Its stock of uranium enriched up to 60% purity – close to the 90% required for a weapon – is “growing very, very fast”, according to IAEA Director General Rafael Grossi.

“The significantly increased production and accumulation of high enriched uranium by Iran, the only non-nuclear weapon state to produce such nuclear material, is of serious concern,” the IAEA says in its latest report.

But the nuclear watchdog is no longer in a position to verify exactly what Iran is doing, because the authorities have removed IAEA surveillance equipment.

Mr Grossi says diplomatic engagement with Iran – through whatever channels possible – is now urgent and “indispensable”.

On 18 October, the parties to the 2015 nuclear deal will lose the ability to impose so-called “snap-back” UN sanctions on Iran for violating its terms.

So the UK, France and Germany are wielding the threat of snap-back sanctions now, in the hope of exerting pressure while they still can.

“We are clear that we will take any diplomatic measures to prevent Iran acquiring a nuclear weapon, that includes the use of snapback, if needed,” the UK’s deputy UN ambassador, James Kariuki, said on Wednesday.

The stakes are high for Iran – and the world.

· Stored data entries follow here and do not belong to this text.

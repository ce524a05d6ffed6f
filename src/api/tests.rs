use std::collections::VecDeque;
use std::sync::atomic::{AtomicU32, Ordering};
use std::sync::{Arc, Mutex};

use async_trait::async_trait;
use serde_json::json;

use super::client::ApiClient;
use super::error::{ApiError, ApiResult};
use super::leaderboard::{CombinedChangeQuery, ValueFactorChangeQuery};
use super::session_layer::SessionLayer;
use super::transport::{ApiRequest, ApiResponse, HttpMethod, Transport};
use crate::session::tests::MemoryStorage;
use crate::session::{SessionCredential, SessionStore};
use crate::types::common::SortOrder;

// =========================================================
// Shared mock components
// =========================================================

struct TestContext {
    /// Every request the transport saw, in order
    requests: Mutex<Vec<ApiRequest>>,
    /// Canned responses, consumed front to back
    responses: Mutex<VecDeque<ApiResult<ApiResponse>>>,
    /// Number of times the unauthorized hook fired
    unauthorized_calls: AtomicU32,
}

impl TestContext {
    fn new() -> Arc<Self> {
        Arc::new(Self {
            requests: Mutex::new(Vec::new()),
            responses: Mutex::new(VecDeque::new()),
            unauthorized_calls: AtomicU32::new(0),
        })
    }

    fn respond_with(&self, status: u16, body: &str) {
        self.responses.lock().unwrap().push_back(Ok(ApiResponse {
            status,
            body: body.to_string(),
        }));
    }

    fn fail_with(&self, error: ApiError) {
        self.responses.lock().unwrap().push_back(Err(error));
    }

    fn last_request(&self) -> ApiRequest {
        self.requests
            .lock()
            .unwrap()
            .last()
            .expect("expected at least one request")
            .clone()
    }

    fn unauthorized_calls(&self) -> u32 {
        self.unauthorized_calls.load(Ordering::SeqCst)
    }
}

struct MockTransport {
    ctx: Arc<TestContext>,
}

#[async_trait(?Send)]
impl Transport for MockTransport {
    async fn send(&self, req: ApiRequest) -> ApiResult<ApiResponse> {
        self.ctx.requests.lock().unwrap().push(req);
        self.ctx
            .responses
            .lock()
            .unwrap()
            .pop_front()
            .unwrap_or_else(|| Err(ApiError::Network("no canned response".to_string())))
    }
}

/// Bare client: no session middleware, for query construction tests
fn make_client(ctx: &Arc<TestContext>) -> ApiClient<MockTransport> {
    ApiClient::with_transport(MockTransport { ctx: ctx.clone() })
}

/// Client wrapped in the session layer, plus the backing store
fn make_session_client(
    ctx: &Arc<TestContext>,
) -> (ApiClient<SessionLayer<MockTransport>>, Arc<SessionStore>) {
    let (backend, _) = MemoryStorage::new();
    let session = Arc::new(SessionStore::with_backend(Box::new(backend)));
    let hook_ctx = ctx.clone();
    let on_unauthorized: Arc<dyn Fn() + Send + Sync> = Arc::new(move || {
        hook_ctx.unauthorized_calls.fetch_add(1, Ordering::SeqCst);
    });
    let layer = SessionLayer::new(
        MockTransport { ctx: ctx.clone() },
        session.clone(),
        on_unauthorized,
    );
    (ApiClient::with_transport(layer), session)
}

fn make_credential() -> SessionCredential {
    SessionCredential {
        token: "tok-123".into(),
        token_type: Some("bearer".into()),
        wq_id: "WQ001".into(),
        username: Some("alice".into()),
    }
}

fn query_pairs(req: &ApiRequest) -> Vec<(&str, &str)> {
    req.query
        .iter()
        .map(|(k, v)| (k.as_str(), v.as_str()))
        .collect()
}

// =========================================================
// Query construction
// =========================================================

#[tokio::test]
async fn user_leaderboard_query_is_exact() {
    let ctx = TestContext::new();
    let client = make_client(&ctx);

    let _ = client.get_user_leaderboard(6, 7, SortOrder::Asc).await;

    let req = ctx.last_request();
    assert_eq!(req.method, HttpMethod::Get);
    assert_eq!(req.path, "/leaderboard/user-leaderboard");
    assert_eq!(
        query_pairs(&req),
        vec![("limit", "6"), ("days", "7"), ("order", "asc")]
    );
}

#[tokio::test]
async fn paged_endpoint_omits_unset_filters() {
    let ctx = TestContext::new();
    let client = make_client(&ctx);

    let _ = client.get_country_rankings(2, 25, None).await;
    let req = ctx.last_request();
    assert_eq!(req.path, "/dashboard/country-rankings");
    assert_eq!(query_pairs(&req), vec![("page", "2"), ("page_size", "25")]);

    let _ = client.get_country_rankings(1, 50, Some("2025Q2")).await;
    let req = ctx.last_request();
    assert_eq!(
        query_pairs(&req),
        vec![("page", "1"), ("page_size", "50"), ("quarter", "2025Q2")]
    );
}

#[tokio::test]
async fn weight_change_ranking_carries_order_and_optional_country() {
    let ctx = TestContext::new();
    let client = make_client(&ctx);

    let _ = client
        .get_top_users_by_weight_change(1, 50, None, SortOrder::Desc, None)
        .await;
    let req = ctx.last_request();
    assert_eq!(req.path, "/dashboard/top-users-by-weight-change");
    assert_eq!(
        query_pairs(&req),
        vec![("page", "1"), ("page_size", "50"), ("order", "desc")]
    );

    let _ = client
        .get_top_users_by_weight_change(1, 50, Some("2025Q1"), SortOrder::Asc, Some("CN"))
        .await;
    let req = ctx.last_request();
    assert_eq!(
        query_pairs(&req),
        vec![
            ("page", "1"),
            ("page_size", "50"),
            ("quarter", "2025Q1"),
            ("order", "asc"),
            ("country", "CN"),
        ]
    );
}

#[tokio::test]
async fn country_history_path_embeds_country() {
    let ctx = TestContext::new();
    let client = make_client(&ctx);

    let _ = client.get_country_history("US", 1, 20).await;

    let req = ctx.last_request();
    assert_eq!(req.path, "/dashboard/country-history/US");
    assert_eq!(query_pairs(&req), vec![("page", "1"), ("page_size", "20")]);
}

#[tokio::test]
async fn value_factor_changes_serialize_full_parameter_set() {
    let ctx = TestContext::new();
    let client = make_client(&ctx);

    let query = ValueFactorChangeQuery {
        countries: vec!["US".into(), "CN".into()],
        exclude_both_half: true,
        ..Default::default()
    };
    let _ = client.get_value_factor_user_changes(&query).await;

    let req = ctx.last_request();
    assert_eq!(req.path, "/leaderboard/value-factor-user-changes");
    assert_eq!(
        query_pairs(&req),
        vec![
            ("sort_by", "value_change"),
            ("sort_order", "desc"),
            ("page", "1"),
            ("page_size", "50"),
            ("countries", "US,CN"),
            ("exclude_both_half", "true"),
        ]
    );
}

#[tokio::test]
async fn combined_changes_join_countries_and_default_the_rest() {
    let ctx = TestContext::new();
    let client = make_client(&ctx);

    let query = CombinedChangeQuery {
        countries: vec!["US".into(), "CN".into()],
        ..Default::default()
    };
    let _ = client.get_combined_user_changes(&query).await;

    let req = ctx.last_request();
    assert_eq!(req.path, "/leaderboard/combined-user-changes");
    assert_eq!(
        query_pairs(&req),
        vec![
            ("sort_by", "alpha_change"),
            ("sort_order", "desc"),
            ("page", "1"),
            ("page_size", "50"),
            ("countries", "US,CN"),
            ("exclude_both_half", "false"),
        ]
    );
}

#[tokio::test]
async fn genius_user_changes_omit_unset_date_range() {
    let ctx = TestContext::new();
    let client = make_client(&ctx);

    let _ = client
        .get_genius_user_weight_changes(Some("L1,L2"), None, None, None, SortOrder::Desc)
        .await;

    let req = ctx.last_request();
    assert_eq!(req.path, "/leaderboard/genius-user-weight-changes");
    assert_eq!(
        query_pairs(&req),
        vec![("order", "desc"), ("levels", "L1,L2")]
    );
}

// =========================================================
// Request bodies
// =========================================================

#[tokio::test]
async fn login_posts_wq_id_body() {
    let ctx = TestContext::new();
    let client = make_client(&ctx);
    ctx.respond_with(
        200,
        r#"{"success":true,"message":"ok","access_token":"tok-1","token_type":"bearer","wq_id":"WQ001","username":"alice"}"#,
    );

    let response = client.login("WQ001").await.unwrap();

    let req = ctx.last_request();
    assert_eq!(req.method, HttpMethod::Post);
    assert_eq!(req.path, "/auth/login");
    assert_eq!(req.body, Some(json!({ "wq_id": "WQ001" })));
    assert!(response.success);
    assert_eq!(response.access_token.as_deref(), Some("tok-1"));
}

#[tokio::test]
async fn current_user_is_fetched_by_wq_id() {
    let ctx = TestContext::new();
    let client = make_client(&ctx);
    ctx.respond_with(200, r#"{"wq_id":"WQ001","username":"alice","country":"CN"}"#);

    let profile = client.get_current_user("WQ001").await.unwrap();

    let req = ctx.last_request();
    assert_eq!(req.method, HttpMethod::Get);
    assert_eq!(req.path, "/auth/user/me");
    assert_eq!(query_pairs(&req), vec![("wq_id", "WQ001")]);
    assert_eq!(profile.username.as_deref(), Some("alice"));
    assert_eq!(profile.university, None);
}

#[tokio::test]
async fn feedback_body_omits_unset_optional_fields() {
    use super::feedback::{FeedbackRequest, FeedbackType};

    let ctx = TestContext::new();
    let client = make_client(&ctx);
    ctx.respond_with(200, r#"{"success":true,"message":"received"}"#);

    let payload = FeedbackRequest {
        content: "排行榜数据缺了一天".to_string(),
        feedback_type: FeedbackType::Bug,
        page: None,
        contact: None,
    };
    let response = client.submit_feedback(&payload).await.unwrap();

    let req = ctx.last_request();
    assert_eq!(req.path, "/feedback");
    assert_eq!(
        req.body,
        Some(json!({ "content": "排行榜数据缺了一天", "feedback_type": "bug" }))
    );
    assert!(response.success);
}

// =========================================================
// Session middleware
// =========================================================

#[tokio::test]
async fn bearer_header_attached_when_token_present() {
    let ctx = TestContext::new();
    let (client, session) = make_session_client(&ctx);
    session.set(&make_credential());
    ctx.respond_with(200, r#"[]"#);

    let _ = client.get_available_countries().await;

    let req = ctx.last_request();
    assert!(
        req.headers
            .iter()
            .any(|(k, v)| k == "Authorization" && v == "Bearer tok-123")
    );
}

#[tokio::test]
async fn request_left_unmodified_without_token() {
    let ctx = TestContext::new();
    let (client, _session) = make_session_client(&ctx);
    ctx.respond_with(200, r#"[]"#);

    let _ = client.get_available_countries().await;

    let req = ctx.last_request();
    assert!(req.headers.is_empty());
}

#[tokio::test]
async fn unauthorized_clears_session_and_fires_hook() {
    let ctx = TestContext::new();
    let (client, session) = make_session_client(&ctx);
    session.set(&make_credential());
    ctx.respond_with(401, r#"{"detail":"token expired"}"#);

    let result = client.get_summary_statistics(7).await;

    // The failure is still surfaced to the caller
    let error = result.unwrap_err();
    assert!(error.is_unauthorized());
    assert_eq!(error.status(), Some(401));

    // All three keys are gone and the hook fired exactly once
    assert!(!session.is_authenticated());
    assert_eq!(session.token(), None);
    assert_eq!(session.user(), None);
    assert_eq!(ctx.unauthorized_calls(), 1);
}

#[tokio::test]
async fn unauthorized_is_handled_regardless_of_module() {
    let ctx = TestContext::new();
    let (client, session) = make_session_client(&ctx);

    session.set(&make_credential());
    ctx.respond_with(401, "{}");
    let _ = client.get_country_rankings(1, 50, None).await;
    assert!(!session.is_authenticated());
    assert_eq!(ctx.unauthorized_calls(), 1);

    session.set(&make_credential());
    ctx.respond_with(401, "{}");
    let _ = client.get_user_statistics().await;
    assert!(!session.is_authenticated());
    assert_eq!(ctx.unauthorized_calls(), 2);
}

#[tokio::test]
async fn other_error_statuses_pass_through_untouched() {
    let ctx = TestContext::new();
    let (client, session) = make_session_client(&ctx);
    session.set(&make_credential());
    ctx.respond_with(500, "internal error");

    let error = client.get_summary_statistics(7).await.unwrap_err();

    assert_eq!(
        error,
        ApiError::Status {
            status: 500,
            body: "internal error".to_string()
        }
    );
    // Session untouched, hook not fired
    assert!(session.is_authenticated());
    assert_eq!(ctx.unauthorized_calls(), 0);
}

#[tokio::test]
async fn transport_errors_pass_through_untouched() {
    let ctx = TestContext::new();
    let (client, session) = make_session_client(&ctx);
    session.set(&make_credential());
    ctx.fail_with(ApiError::Timeout);

    let error = client.get_summary_statistics(7).await.unwrap_err();

    assert_eq!(error, ApiError::Timeout);
    assert!(session.is_authenticated());
    assert_eq!(ctx.unauthorized_calls(), 0);
}

// =========================================================
// Response decoding
// =========================================================

#[tokio::test]
async fn paginated_response_decodes() {
    let ctx = TestContext::new();
    let client = make_client(&ctx);
    ctx.respond_with(
        200,
        r#"{
            "data": [{
                "country": "CN",
                "user_count": 120,
                "weight_factor": 52.5,
                "submissions_count": 300,
                "super_alpha_submissions_count": 12,
                "total_submissions": 312,
                "weight_change": 1.25
            }],
            "total": 16,
            "page": 1,
            "page_size": 50,
            "total_pages": 1
        }"#,
    );

    let page = client.get_country_rankings(1, 50, None).await.unwrap();

    assert_eq!(page.page, 1);
    assert_eq!(page.total, 16);
    assert_eq!(page.total_pages, (page.total as u32).div_ceil(page.page_size));
    assert!(page.data.len() <= page.page_size as usize);
    let first = &page.data[0];
    assert_eq!(first.country, "CN");
    assert_eq!(first.weight_change, Some(1.25));
    assert_eq!(first.value_factor, None);
}

#[tokio::test]
async fn malformed_body_surfaces_as_serialization_error() {
    let ctx = TestContext::new();
    let client = make_client(&ctx);
    ctx.respond_with(200, "not json at all");

    let error = client.get_available_countries().await.unwrap_err();

    assert!(matches!(error, ApiError::Serialization(_)));
}
//! 控制台诊断日志
//!
//! WASM 环境写入浏览器控制台；原生环境（单元测试）下为空实现，
//! 避免在没有 window 的进程里触碰 JS 绑定。

#[cfg(target_arch = "wasm32")]
pub fn debug(msg: &str) {
    web_sys::console::log_1(&msg.into());
}

#[cfg(not(target_arch = "wasm32"))]
pub fn debug(_msg: &str) {}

“If Tehran decides to build a bomb, it could enrich enough uranium for multiple warheads within weeks,” according to Dr Alexander Bollfrass, who focuses on preventing nuclear proliferation for the International Institute for Strategic Studies, another London-based think tank.

Designing and assembling a deliverable weapon would, however, take several months to a year or more, he told the BBC.

“Iran is closer than ever to nuclear weapons capability,” he says. “But it is still not clear if it has decided to develop nuclear weapons or if it is looking for negotiation leverage.”